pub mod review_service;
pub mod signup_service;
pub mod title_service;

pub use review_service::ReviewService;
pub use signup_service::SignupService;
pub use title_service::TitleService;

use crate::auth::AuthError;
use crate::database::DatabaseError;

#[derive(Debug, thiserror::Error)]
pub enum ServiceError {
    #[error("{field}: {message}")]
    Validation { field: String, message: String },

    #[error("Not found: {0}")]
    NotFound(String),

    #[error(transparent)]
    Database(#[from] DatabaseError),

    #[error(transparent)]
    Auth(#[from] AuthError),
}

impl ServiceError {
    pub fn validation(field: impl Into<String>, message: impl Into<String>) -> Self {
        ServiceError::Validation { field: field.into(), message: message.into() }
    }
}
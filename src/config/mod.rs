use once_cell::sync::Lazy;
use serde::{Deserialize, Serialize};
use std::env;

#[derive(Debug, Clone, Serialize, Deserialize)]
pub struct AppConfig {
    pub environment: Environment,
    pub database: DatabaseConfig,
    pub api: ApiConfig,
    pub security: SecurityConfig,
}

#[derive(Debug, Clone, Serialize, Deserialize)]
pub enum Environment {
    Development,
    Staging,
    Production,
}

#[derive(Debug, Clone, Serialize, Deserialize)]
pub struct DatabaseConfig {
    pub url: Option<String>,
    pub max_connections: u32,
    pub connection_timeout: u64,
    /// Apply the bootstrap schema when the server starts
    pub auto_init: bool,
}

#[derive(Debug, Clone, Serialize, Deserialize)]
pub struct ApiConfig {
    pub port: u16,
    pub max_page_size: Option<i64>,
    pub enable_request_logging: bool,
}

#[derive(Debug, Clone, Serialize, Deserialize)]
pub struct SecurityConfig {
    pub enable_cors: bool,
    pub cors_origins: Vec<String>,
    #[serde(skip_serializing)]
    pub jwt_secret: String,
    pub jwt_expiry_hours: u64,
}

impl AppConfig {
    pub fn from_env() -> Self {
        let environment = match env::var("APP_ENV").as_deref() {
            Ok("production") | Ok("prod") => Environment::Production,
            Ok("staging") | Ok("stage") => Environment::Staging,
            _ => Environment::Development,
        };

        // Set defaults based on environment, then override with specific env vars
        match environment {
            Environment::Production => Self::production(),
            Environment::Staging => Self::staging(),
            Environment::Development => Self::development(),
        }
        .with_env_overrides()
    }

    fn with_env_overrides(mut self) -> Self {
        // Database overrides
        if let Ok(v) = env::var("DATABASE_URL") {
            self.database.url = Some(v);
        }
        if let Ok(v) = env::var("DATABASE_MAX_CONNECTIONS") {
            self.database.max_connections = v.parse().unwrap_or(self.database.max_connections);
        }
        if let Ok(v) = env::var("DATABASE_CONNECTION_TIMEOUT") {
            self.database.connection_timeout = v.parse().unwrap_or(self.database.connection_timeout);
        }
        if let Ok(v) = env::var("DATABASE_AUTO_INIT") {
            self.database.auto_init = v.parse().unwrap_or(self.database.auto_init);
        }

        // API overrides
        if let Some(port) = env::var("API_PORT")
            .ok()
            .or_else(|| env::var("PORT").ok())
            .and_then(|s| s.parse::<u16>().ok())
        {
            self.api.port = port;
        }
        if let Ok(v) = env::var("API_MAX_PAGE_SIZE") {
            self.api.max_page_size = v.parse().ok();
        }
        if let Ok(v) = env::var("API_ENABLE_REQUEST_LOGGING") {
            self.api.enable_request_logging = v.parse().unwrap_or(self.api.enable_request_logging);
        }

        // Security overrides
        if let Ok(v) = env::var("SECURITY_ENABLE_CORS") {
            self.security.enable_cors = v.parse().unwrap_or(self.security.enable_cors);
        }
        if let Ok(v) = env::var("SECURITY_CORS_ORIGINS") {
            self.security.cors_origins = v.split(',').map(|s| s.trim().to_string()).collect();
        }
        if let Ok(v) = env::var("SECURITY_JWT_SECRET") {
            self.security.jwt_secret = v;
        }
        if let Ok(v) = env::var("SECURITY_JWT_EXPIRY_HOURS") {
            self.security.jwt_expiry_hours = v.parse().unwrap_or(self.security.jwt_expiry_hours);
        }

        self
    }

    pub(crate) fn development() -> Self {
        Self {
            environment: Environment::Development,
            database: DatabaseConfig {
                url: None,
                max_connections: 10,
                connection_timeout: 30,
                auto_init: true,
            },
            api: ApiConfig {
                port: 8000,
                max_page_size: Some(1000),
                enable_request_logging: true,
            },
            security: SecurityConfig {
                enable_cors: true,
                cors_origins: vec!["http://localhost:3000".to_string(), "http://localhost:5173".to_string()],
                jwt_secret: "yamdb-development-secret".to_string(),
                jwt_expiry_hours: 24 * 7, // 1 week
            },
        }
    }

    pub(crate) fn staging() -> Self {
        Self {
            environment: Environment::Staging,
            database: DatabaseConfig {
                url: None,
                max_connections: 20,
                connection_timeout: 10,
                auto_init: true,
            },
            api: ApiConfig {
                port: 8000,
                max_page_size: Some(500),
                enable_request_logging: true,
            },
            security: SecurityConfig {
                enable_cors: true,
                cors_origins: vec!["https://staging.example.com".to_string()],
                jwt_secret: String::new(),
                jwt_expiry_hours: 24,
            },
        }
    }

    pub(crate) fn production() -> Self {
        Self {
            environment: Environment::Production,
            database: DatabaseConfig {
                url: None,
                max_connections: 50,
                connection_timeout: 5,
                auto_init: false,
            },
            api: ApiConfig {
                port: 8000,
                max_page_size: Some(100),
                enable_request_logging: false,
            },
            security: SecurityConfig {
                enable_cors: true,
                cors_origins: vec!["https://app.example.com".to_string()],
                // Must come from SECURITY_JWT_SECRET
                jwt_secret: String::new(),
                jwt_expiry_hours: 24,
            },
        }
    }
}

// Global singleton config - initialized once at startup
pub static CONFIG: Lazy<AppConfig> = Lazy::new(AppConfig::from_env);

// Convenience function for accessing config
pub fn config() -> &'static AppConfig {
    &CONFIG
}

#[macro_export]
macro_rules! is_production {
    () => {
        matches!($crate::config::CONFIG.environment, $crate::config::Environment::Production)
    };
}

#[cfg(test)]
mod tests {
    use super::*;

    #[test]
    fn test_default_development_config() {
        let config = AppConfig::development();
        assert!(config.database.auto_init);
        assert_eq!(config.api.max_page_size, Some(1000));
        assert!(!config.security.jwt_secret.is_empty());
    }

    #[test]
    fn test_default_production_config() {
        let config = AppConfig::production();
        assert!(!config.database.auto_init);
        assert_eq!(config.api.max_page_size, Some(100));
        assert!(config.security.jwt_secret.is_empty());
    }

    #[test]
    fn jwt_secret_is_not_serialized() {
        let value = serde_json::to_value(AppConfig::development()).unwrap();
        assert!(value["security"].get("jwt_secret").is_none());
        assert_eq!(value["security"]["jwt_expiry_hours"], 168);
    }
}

* * * * * * *

= TASK DETAILS =
Write only the number of lines in the data where the word "crate" occurs.

= REPLY =
6